Finally, something to do on a Sunday night "Taking the Jesus Pill"

Charlie Terrell and the band

Finally, something to do on a Sunday night!  Southern Alabama comes to Hollywood in Charlie Terrell's Taking the Jesus Pill, directed by Mars Callahan. The red-lit brick walls of the King King Club set the stage for this multi-media experience, which is more of an interactive cabaret than your standard stage play. Superb lead performances by Nathan Legrand as the Preacher and Nikki McCauley as his daughter Tina recreate the Bible belt horrors of loneliness, incest, fire and brimstone and eternal damnation so often preached in mainstream media. This is a land where people don't think twice if a man's last name is a bible verse, where the sleaze mingles with the sacred, and where it's acceptable for a woman's face to closely resemble that of a ceramic lamb.

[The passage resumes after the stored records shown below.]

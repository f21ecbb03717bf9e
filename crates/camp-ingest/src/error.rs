//! Error types for the input readers.

use std::path::PathBuf;

use thiserror::Error;

/// A whole input could not be read. Bad individual records are warnings instead.
#[derive(Debug, Error)]
pub enum IngestError {
    /// The file could not be opened or read.
    #[error("cannot read {path}: {source}")]
    Io {
        path: PathBuf,
        #[source]
        source: std::io::Error,
    },
    /// The session file is not valid JSON.
    #[error("invalid JSON in {path}: {source}")]
    Json {
        path: PathBuf,
        #[source]
        source: serde_json::Error,
    },
    /// The session file is JSON but not an array of records.
    #[error("{path} must contain a JSON array of sessions")]
    NotAnArray { path: PathBuf },
    /// The preference sheet is not readable CSV.
    #[error("invalid CSV in {path}: {source}")]
    Csv {
        path: PathBuf,
        #[source]
        source: csv::Error,
    },
    /// The preference sheet has no `<Child>'s age` or `<Child>'s priority` columns.
    #[error("{path} has no \"<Child>'s age\" or \"<Child>'s priority\" columns")]
    NoChildColumns { path: PathBuf },
    /// Camp names were requested from a sheet without a `Camp` column.
    #[error("{path} has no \"Camp\" column")]
    MissingCampColumn { path: PathBuf },
}

/// A single field's text could not be understood.
#[derive(Debug, Error, Clone, PartialEq, Eq)]
pub enum FieldError {
    #[error("unrecognised clock time {0:?}")]
    Clock(String),
    #[error("unrecognised date {0:?}")]
    Date(String),
    #[error("unix timestamp {0} out of range")]
    Timestamp(i64),
    #[error("missing {0}")]
    Missing(&'static str),
}
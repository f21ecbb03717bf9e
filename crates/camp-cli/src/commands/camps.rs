//! Lists the camps a preference sheet asks about.

use std::io::Write;
use std::path::Path;

use anyhow::{Context, Result};
use camp_ingest::read_camp_names;

/// Runs the camps command: one name per line.
pub fn run(want: &Path, writer: &mut impl Write) -> Result<()> {
    let names = read_camp_names(want).context("failed to read camp names")?;
    for name in &names {
        writeln!(writer, "{name}")?;
    }
    tracing::debug!(count = names.len(), "listed camps");
    Ok(())
}
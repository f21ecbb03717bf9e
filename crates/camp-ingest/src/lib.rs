//! Input readers for the camp scheduler.
//!
//! - [`read_sessions`]: the JSON session file a scraper produces
//! - [`read_preferences`]: the CSV preference sheet ("want file")
//! - [`read_camp_names`]: the camp list a scraper is pointed at
//!
//! Readers fail only when a whole input is unusable. Individual bad records
//! are reported through a [`camp_core::WarningSink`] and skipped.

mod error;
pub mod preferences;
pub mod sessions;
pub mod text;

pub use error::{FieldError, IngestError};
pub use preferences::{parse_camp_names, parse_preferences, read_camp_names, read_preferences};
pub use sessions::{parse_sessions, read_sessions};
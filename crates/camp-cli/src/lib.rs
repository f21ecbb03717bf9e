//! Camp scheduler CLI library.
//!
//! This crate provides the CLI interface for the camp scheduler.

mod cli;
pub mod commands;
mod config;

pub use cli::{Cli, Commands};
pub use config::Config;
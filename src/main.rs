//! ml-autopipeline - command line entry point

use clap::Parser;
use ml_autopipeline::cli::{run, Cli};

fn main() -> anyhow::Result<()> {
    let cli = Cli::parse();
    run(&cli)
}
//! Data preprocessing module
//!
//! Feature standardization for the linear and kernel models. Centering is
//! skipped for sparse matrices so that zeros stay zeros.

mod scaler;

pub use scaler::{density, is_sparse, StandardScaler, SPARSE_DENSITY_THRESHOLD};
//! Linear model implementations

use super::models::{argmax_rows, check_fit_input, encode_classes, Capability, Classifier};
use crate::error::{PipelineError, Result};
use ndarray::{Array1, Array2, Axis};
use serde::{Deserialize, Serialize};
use tracing::debug;

/// Multinomial logistic regression with L2 penalty, fitted by full-batch
/// gradient descent. Two classes reduce to the usual sigmoid model.
#[derive(Debug, Clone, Serialize, Deserialize)]
pub struct LogisticRegression {
    /// Fitted weights, shape (n_features, n_classes)
    pub coefficients: Option<Array2<f64>>,
    /// Fitted intercepts, one per class
    pub intercept: Option<Array1<f64>>,
    /// Inverse regularization strength
    pub c: f64,
    /// Maximum iterations
    pub max_iter: usize,
    /// Convergence tolerance on the gradient norm
    pub tol: f64,
    /// Iterations used by the last fit
    pub n_iter: usize,
    /// Whether the last fit reached `tol`
    pub converged: bool,
    classes: Vec<i64>,
}

impl Default for LogisticRegression {
    fn default() -> Self {
        Self::new()
    }
}

impl LogisticRegression {
    /// Create a new logistic regression model
    pub fn new() -> Self {
        Self {
            coefficients: None,
            intercept: None,
            c: 1.0,
            max_iter: 100,
            tol: 1e-4,
            n_iter: 0,
            converged: false,
            classes: Vec::new(),
        }
    }

    /// Set maximum iterations
    pub fn with_max_iter(mut self, max_iter: usize) -> Self {
        self.max_iter = max_iter;
        self
    }

    /// Row-wise softmax, shifted by the row max for stability
    fn softmax(z: &mut Array2<f64>) {
        for mut row in z.rows_mut() {
            let max = row.iter().cloned().fold(f64::NEG_INFINITY, f64::max);
            row.mapv_inplace(|v| (v - max).exp());
            let sum = row.sum();
            row.mapv_inplace(|v| v / sum);
        }
    }

    fn linear(&self, x: &Array2<f64>) -> Result<Array2<f64>> {
        let (w, b) = match (&self.coefficients, &self.intercept) {
            (Some(w), Some(b)) => (w, b),
            _ => return Err(PipelineError::ModelNotFitted),
        };
        if x.ncols() != w.nrows() {
            return Err(PipelineError::Shape {
                expected: format!("{} features", w.nrows()),
                actual: format!("{} features", x.ncols()),
            });
        }
        Ok(x.dot(w) + &b.view().insert_axis(Axis(0)))
    }
}

impl Classifier for LogisticRegression {
    /// Fit the model using gradient descent
    fn fit(&mut self, x: &Array2<f64>, y: &Array1<i64>) -> Result<()> {
        check_fit_input(x, y)?;
        let (classes, encoded) = encode_classes(y);
        let n_samples = x.nrows();
        let n_features = x.ncols();
        let n_classes = classes.len();
        let n = n_samples as f64;

        let mut targets = Array2::<f64>::zeros((n_samples, n_classes));
        for (i, &k) in encoded.iter().enumerate() {
            targets[[i, k]] = 1.0;
        }

        // Penalty 1/(2C) * ||W||^2 on the summed loss, expressed per sample
        let alpha = 1.0 / (self.c * n);

        // Step size from a Lipschitz bound on the mean loss gradient
        let mean_sq_norm = x.rows().into_iter().map(|r| r.dot(&r)).sum::<f64>() / n;
        let lr = 1.0 / (0.5 * (mean_sq_norm + 1.0) + alpha);

        let mut weights = Array2::<f64>::zeros((n_features, n_classes));
        let mut bias = Array1::<f64>::zeros(n_classes);

        self.converged = false;
        self.n_iter = 0;

        for iter in 0..self.max_iter {
            let mut proba = x.dot(&weights) + &bias.view().insert_axis(Axis(0));
            Self::softmax(&mut proba);

            let errors = proba - &targets;
            let dw = x.t().dot(&errors) / n + alpha * &weights;
            let db = errors.sum_axis(Axis(0)) / n;

            self.n_iter = iter + 1;
            let grad_norm = (dw.mapv(|v| v * v).sum() + db.mapv(|v| v * v).sum()).sqrt();
            if grad_norm < self.tol {
                self.converged = true;
                break;
            }

            weights = weights - lr * dw;
            bias = bias - lr * db;
        }

        if !self.converged {
            debug!(
                max_iter = self.max_iter,
                "Logistic regression did not converge; increase linear_model_max_iterations"
            );
        }

        self.coefficients = Some(weights);
        self.intercept = Some(bias);
        self.classes = classes;
        Ok(())
    }

    fn predict(&self, x: &Array2<f64>) -> Result<Array1<i64>> {
        let proba = self.predict_proba(x)?;
        Ok(argmax_rows(&proba)
            .into_iter()
            .map(|k| self.classes[k])
            .collect())
    }

    fn classes(&self) -> &[i64] {
        &self.classes
    }

    fn capability(&self) -> Capability {
        Capability::Probabilistic
    }

    fn predict_proba(&self, x: &Array2<f64>) -> Result<Array2<f64>> {
        let mut z = self.linear(x)?;
        Self::softmax(&mut z);
        Ok(z)
    }

    fn decision_function(&self, x: &Array2<f64>) -> Result<Array2<f64>> {
        self.linear(x)
    }
}
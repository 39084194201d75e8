//! Support Vector Machine classifier
//!
//! Binary problems train one machine with SMO (Sequential Minimal
//! Optimization); more classes train one machine per class (one-vs-rest).
//! With probability estimates enabled each machine gets a Platt sigmoid fitted
//! on its training decision values.

use super::config::KernelType;
use super::models::{argmax_rows, check_fit_input, encode_classes, Capability, Classifier};
use crate::error::{PipelineError, Result};
use ndarray::{Array1, Array2, ArrayView1};
use rand::prelude::*;
use rand_xoshiro::Xoshiro256PlusPlus;
use serde::{Deserialize, Serialize};
use std::cell::RefCell;
use std::collections::{HashMap, VecDeque};
use std::rc::Rc;
use tracing::debug;

/// Largest training set whose full kernel matrix is computed up front
pub const DEFAULT_DENSE_KERNEL_LIMIT: usize = 10_000;

/// Budget for cached kernel rows when the matrix is not precomputed
pub const DEFAULT_CACHE_SIZE_MB: usize = 200;

/// SVM configuration
#[derive(Debug, Clone, Serialize, Deserialize)]
#[serde(default)]
pub struct SVMConfig {
    /// Regularization parameter (C)
    pub c: f64,
    /// Kernel function
    pub kernel: KernelType,
    /// Kernel coefficient; `None` means 1 / (n_features * X.var())
    pub gamma: Option<f64>,
    /// Polynomial degree
    pub degree: i32,
    /// Independent term for poly and sigmoid kernels
    pub coef0: f64,
    /// Tolerance for stopping criterion
    pub tol: f64,
    /// Maximum number of SMO sweeps
    pub max_iter: usize,
    /// Random seed
    pub random_state: Option<u64>,
    /// Fit Platt sigmoids for probability estimates
    pub probability: bool,
    /// Above this many training rows kernel rows are computed on demand
    pub dense_kernel_limit: usize,
    /// Memory for on-demand kernel rows, in megabytes
    pub cache_size_mb: usize,
}

impl Default for SVMConfig {
    fn default() -> Self {
        Self {
            c: 1.0,
            kernel: KernelType::Rbf,
            gamma: None,
            degree: 3,
            coef0: 0.0,
            tol: 1e-3,
            max_iter: 1000,
            random_state: Some(42),
            probability: false,
            dense_kernel_limit: DEFAULT_DENSE_KERNEL_LIMIT,
            cache_size_mb: DEFAULT_CACHE_SIZE_MB,
        }
    }
}

/// Kernel values over the training rows: a full matrix for small sets,
/// otherwise rows computed on demand and kept in a bounded FIFO cache.
enum KernelRows<'a> {
    Dense(Array2<f64>),
    OnDemand {
        svm: &'a SVMClassifier,
        x: &'a Array2<f64>,
        capacity: usize,
        cache: RefCell<RowCache>,
    },
}

#[derive(Default)]
struct RowCache {
    rows: HashMap<usize, Rc<Array1<f64>>>,
    order: VecDeque<usize>,
}

impl<'a> KernelRows<'a> {
    fn new(svm: &'a SVMClassifier, x: &'a Array2<f64>) -> Self {
        let n = x.nrows();
        if n <= svm.config.dense_kernel_limit {
            return KernelRows::Dense(svm.compute_kernel_matrix(x));
        }
        let row_bytes = n * std::mem::size_of::<f64>();
        let capacity = (svm.config.cache_size_mb * 1024 * 1024 / row_bytes.max(1)).max(2);
        debug!(samples = n, cached_rows = capacity, "SVM kernel rows computed on demand");
        KernelRows::OnDemand {
            svm,
            x,
            capacity,
            cache: RefCell::new(RowCache::default()),
        }
    }

    /// Run `f` on kernel row `idx` (the kernel is symmetric, so row == column)
    fn with_row<R>(&self, idx: usize, f: impl FnOnce(ArrayView1<f64>) -> R) -> R {
        match self {
            KernelRows::Dense(matrix) => f(matrix.row(idx)),
            KernelRows::OnDemand {
                svm,
                x,
                capacity,
                cache,
            } => {
                let cached = cache.borrow().rows.get(&idx).cloned();
                let row = match cached {
                    Some(row) => row,
                    None => {
                        let sample = x.row(idx);
                        let row = Rc::new(Array1::from_iter(
                            x.rows().into_iter().map(|other| svm.kernel(sample, other)),
                        ));
                        let mut cache = cache.borrow_mut();
                        if cache.order.len() >= *capacity {
                            if let Some(evicted) = cache.order.pop_front() {
                                cache.rows.remove(&evicted);
                            }
                        }
                        cache.order.push_back(idx);
                        cache.rows.insert(idx, Rc::clone(&row));
                        row
                    }
                };
                f(row.view())
            }
        }
    }

    fn get(&self, i: usize, j: usize) -> f64 {
        self.with_row(j, |row| row[i])
    }

    fn is_dense(&self) -> bool {
        matches!(self, KernelRows::Dense(_))
    }
}

/// A single binary machine: positive class vs the rest
#[derive(Debug, Clone, Serialize, Deserialize)]
struct BinarySVM {
    support_vectors: Array2<f64>,
    /// alpha_i * y_i for each support vector
    dual_coef: Array1<f64>,
    bias: f64,
    /// Platt sigmoid (A, B) when probabilities are enabled
    sigmoid: Option<(f64, f64)>,
}

/// Support Vector Classifier
#[derive(Debug, Clone, Serialize, Deserialize)]
pub struct SVMClassifier {
    config: SVMConfig,
    gamma: f64,
    classes: Vec<i64>,
    machines: Vec<BinarySVM>,
}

The preacher asking for forgiveness

The storyline here is far from original, and the characters themselves are to be expected (right down to the seedy town judge and his crooked deputy henchmen). The show seemed to run a bit shorter than a standard play, which may have been why the transformations of the Preacher and Tina seemed a little abrupt between acts. This show, however, is definitely helped and set apart by the backdrop of the live band (fronted by Terrell himself) and video projections that serve their purpose well by transporting the audience out into external settings as well as by giving us a deeper look into the characters' subconscious.  If this were staged any differently (meaning, on a standard stage in a standard theatre) it would probably not have survived a weekend. 

But the reason that Jesus Pill has been around since February is simply that it gives the audience more of hit to their senses.There's more to see with the projections and with the actors taking over the entire bar as their stage. And that does include the actual bar. There's more to hear, with the bluesy southern-edged sounds of the band creating a nicely timed live soundtrack. There's wine to sip, cigar smoke to tickle your nostrils, and if you're sitting close, you might even be lucky enough to get handed one of the reverend's shiny stars or pelted in the head with a tambourine (as my poor friend experienced at one particular performance). 

It's almost circus-like at moments, sitting on the edge of the parade of swing dancers, tattooed cross bearers, and angelic preacher groupies that look like go-go girls recently departed from an Austin Powers flick. And then there's Terrell, commanding it all as ring-master, ever present in the shadows of a black top hat. Overall, recommended and a great way to end a weekend.

And psst… best seat in the house?  Stage right, anywhere that doesn't explicitly state "don't sit here," and preferably at the bar. But be prepared to move your fingers and your drink so they don't get stepped on or kicked over when the action really gets in your face. Literally.